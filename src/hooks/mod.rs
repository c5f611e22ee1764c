// ABOUTME: Hooks system for deployment lifecycle events.
// ABOUTME: Runs the configured pre-deploy and post-deploy commands with their failure policy.

use std::collections::HashMap;
use std::path::{Path, PathBuf};

use crate::config::EnvironmentSpec;
use crate::shell::{CommandExecutor, CommandOutput, ShellCommand};

/// Hook execution points in the deployment lifecycle.
#[derive(Debug, Clone, Copy, PartialEq, Eq)]
pub enum HookPoint {
    /// Before publishing. Failure aborts deployment.
    PreDeploy,
    /// After publishing. Failure logs warning.
    PostDeploy,
}

impl HookPoint {
    pub fn name(&self) -> &'static str {
        match self {
            HookPoint::PreDeploy => "pre-deploy",
            HookPoint::PostDeploy => "post-deploy",
        }
    }

    /// Whether failure at this hook point should abort deployment.
    pub fn is_fatal(&self) -> bool {
        matches!(self, HookPoint::PreDeploy)
    }
}

/// Context passed to hooks via environment variables.
#[derive(Debug, Clone)]
pub struct HookContext {
    pub environment: String,
    pub platform: String,
    pub domain: Option<String>,
}

impl HookContext {
    pub fn new(environment: &str, spec: &EnvironmentSpec) -> Self {
        Self {
            environment: environment.to_string(),
            platform: spec.platform_label().to_string(),
            domain: spec.domain().map(str::to_string),
        }
    }

    /// Convert context to environment variables.
    pub fn to_env(&self) -> HashMap<String, String> {
        let mut env = HashMap::new();
        env.insert("WEBSHIP_ENVIRONMENT".to_string(), self.environment.clone());
        env.insert("WEBSHIP_PLATFORM".to_string(), self.platform.clone());
        if let Some(ref domain) = self.domain {
            env.insert("WEBSHIP_DOMAIN".to_string(), domain.clone());
        }
        env
    }
}

/// Result of one hook command.
#[derive(Debug, Clone)]
pub struct HookResult {
    pub command: String,
    pub output: CommandOutput,
}

impl HookResult {
    pub fn success(&self) -> bool {
        self.output.success
    }
}

/// Every hook attempted at one hook point, in order.
#[derive(Debug, Clone, Default)]
pub struct HookReport {
    pub results: Vec<HookResult>,
}

impl HookReport {
    pub fn attempted(&self) -> usize {
        self.results.len()
    }

    pub fn failures(&self) -> impl Iterator<Item = &HookResult> {
        self.results.iter().filter(|r| !r.success())
    }

    pub fn first_failure(&self) -> Option<&HookResult> {
        self.failures().next()
    }

    pub fn all_succeeded(&self) -> bool {
        self.first_failure().is_none()
    }
}

/// Runs configured hook commands through a [`CommandExecutor`].
pub struct HookRunner<'a> {
    executor: &'a dyn CommandExecutor,
    working_dir: PathBuf,
}

impl<'a> HookRunner<'a> {
    pub fn new(executor: &'a dyn CommandExecutor, working_dir: &Path) -> Self {
        Self {
            executor,
            working_dir: working_dir.to_path_buf(),
        }
    }

    /// Run `commands` in order.
    ///
    /// For fatal hook points the first failing command stops the run; for the
    /// others every command is attempted.
    pub async fn run(
        &self,
        point: HookPoint,
        commands: &[String],
        context: &HookContext,
    ) -> HookReport {
        let mut report = HookReport::default();
        if commands.is_empty() {
            return report;
        }

        tracing::info!("Running {} {} hook(s)", commands.len(), point.name());
        let env_vars = context.to_env();

        for command in commands {
            let shell = ShellCommand::new(command.as_str())
                .envs(env_vars.clone())
                .working_dir(&self.working_dir);
            let output = self.executor.run(&shell).await;
            let failed = !output.success;

            if failed {
                tracing::warn!(
                    "{} hook failed with exit code {:?}: {}",
                    point.name(),
                    output.exit_code,
                    command
                );
            }

            report.results.push(HookResult {
                command: command.clone(),
                output,
            });

            if failed && point.is_fatal() {
                break;
            }
        }

        report
    }
}
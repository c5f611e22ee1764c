// ABOUTME: Test support utilities.
// ABOUTME: Recording command executor, stub health probe, and project fixtures.

use async_trait::async_trait;
use parking_lot::Mutex;
use std::fs;
use std::sync::Once;
use tempfile::TempDir;
use webship::health::{HealthProbe, ProbeResult};
use webship::shell::{CommandExecutor, CommandOutput, ForegroundExit, ShellCommand};

static TRACING_INIT: Once = Once::new();

/// Initialize tracing for tests. Safe to call multiple times.
#[allow(dead_code)]
pub fn init_tracing() {
    TRACING_INIT.call_once(|| {
        use tracing_subscriber::EnvFilter;
        let filter = EnvFilter::from_default_env()
            .add_directive("webship=debug".parse().unwrap());
        tracing_subscriber::fmt()
            .with_env_filter(filter)
            .with_test_writer()
            .try_init()
            .ok();
    });
}

/// Executor that records every command instead of running it.
///
/// Commands listed as failing exit with code 1; everything else succeeds.
pub struct RecordingExecutor {
    calls: Mutex<Vec<ShellCommand>>,
    failing: Vec<String>,
    foreground_exit: ForegroundExit,
}

#[allow(dead_code)]
impl RecordingExecutor {
    pub fn new() -> Self {
        Self::failing(&[])
    }

    pub fn failing(commands: &[&str]) -> Self {
        Self {
            calls: Mutex::new(Vec::new()),
            failing: commands.iter().map(|c| c.to_string()).collect(),
            foreground_exit: ForegroundExit::Interrupted,
        }
    }

    pub fn with_foreground_exit(mut self, exit: ForegroundExit) -> Self {
        self.foreground_exit = exit;
        self
    }

    pub fn calls(&self) -> Vec<ShellCommand> {
        self.calls.lock().clone()
    }

    pub fn commands(&self) -> Vec<String> {
        self.calls.lock().iter().map(|c| c.command.clone()).collect()
    }

    pub fn call_count(&self) -> usize {
        self.calls.lock().len()
    }
}

#[async_trait]
impl CommandExecutor for RecordingExecutor {
    async fn run(&self, command: &ShellCommand) -> CommandOutput {
        self.calls.lock().push(command.clone());

        if self.failing.contains(&command.command) {
            CommandOutput {
                success: false,
                exit_code: Some(1),
                stdout: String::new(),
                stderr: format!("{} failed", command.command),
            }
        } else {
            CommandOutput {
                success: true,
                exit_code: Some(0),
                stdout: String::new(),
                stderr: String::new(),
            }
        }
    }

    async fn run_foreground(&self, command: &ShellCommand) -> ForegroundExit {
        self.calls.lock().push(command.clone());
        self.foreground_exit.clone()
    }
}

/// Probe that returns a fixed result and records the URLs it was asked about.
pub struct StubProbe {
    result: ProbeResult,
    urls: Mutex<Vec<String>>,
}

#[allow(dead_code)]
impl StubProbe {
    pub fn new(result: ProbeResult) -> Self {
        Self {
            result,
            urls: Mutex::new(Vec::new()),
        }
    }

    pub fn healthy() -> Self {
        Self::new(ProbeResult::Healthy { status: 200 })
    }

    pub fn urls(&self) -> Vec<String> {
        self.urls.lock().clone()
    }
}

#[async_trait]
impl HealthProbe for StubProbe {
    async fn check(&self, url: &str) -> ProbeResult {
        self.urls.lock().push(url.to_string());
        self.result.clone()
    }
}

/// Temporary project directory containing `files` (relative paths).
#[allow(dead_code)]
pub fn project_with_files(files: &[&str]) -> TempDir {
    let dir = TempDir::new().unwrap();
    for file in files {
        let path = dir.path().join(file);
        if let Some(parent) = path.parent() {
            fs::create_dir_all(parent).unwrap();
        }
        fs::write(&path, "").unwrap();
    }
    dir
}
// ABOUTME: Hosted-platform publish strategy.
// ABOUTME: Runs the build command, then the platform CLI with the right publish flag.

use crate::config::{EnvironmentSpec, resolve_env_map};
use crate::shell::CommandOutput;

use super::error::DeployError;
use super::strategy::PublishContext;

/// Flag passed to the platform CLI for production environments.
pub const PRODUCTION_FLAG: &str = "--prod";

/// Command line that uploads the build for `spec`.
pub fn publish_command_line(spec: &EnvironmentSpec) -> String {
    let command = spec.build_settings.publish_command.trim();
    if spec.is_production() {
        format!("{command} {PRODUCTION_FLAG}")
    } else {
        command.to_string()
    }
}

pub(crate) async fn publish(
    spec: &EnvironmentSpec,
    ctx: &PublishContext<'_>,
) -> Result<(), DeployError> {
    ctx.output.progress(&format!(
        "  → Deploying to hosted platform: {}",
        spec.domain().unwrap_or("Unknown")
    ));

    let envs = resolve_env_map(&spec.environment_variables)?;
    if !envs.is_empty() {
        tracing::debug!(count = envs.len(), "passing environment variables to build");
    }

    let build = spec.build_settings.build_command.as_str();
    ctx.output.progress(&format!("  → Building: {build}"));
    let output = ctx.executor.run(&ctx.command(build, &envs)).await;
    if !output.success {
        report_failure(ctx, &output);
        return Err(DeployError::BuildFailed {
            command: build.to_string(),
            exit_code: output.exit_code,
        });
    }

    let publish = publish_command_line(spec);
    ctx.output.progress(&format!("  → Publishing: {publish}"));
    let output = ctx.executor.run(&ctx.command(&publish, &envs)).await;
    if !output.success {
        report_failure(ctx, &output);
        return Err(DeployError::PublishFailed {
            command: publish,
            exit_code: output.exit_code,
        });
    }

    Ok(())
}

fn report_failure(ctx: &PublishContext<'_>, output: &CommandOutput) {
    let stderr = output.stderr.trim();
    if !stderr.is_empty() {
        ctx.output.progress(stderr);
    }
}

==*==

Return every line of the material in which the word "attempted" is found.

#### EXERCISE RESULT:
/// Every hook attempted at one hook point, in order.
    pub fn attempted(&self) -> usize {
    /// others every command is attempted.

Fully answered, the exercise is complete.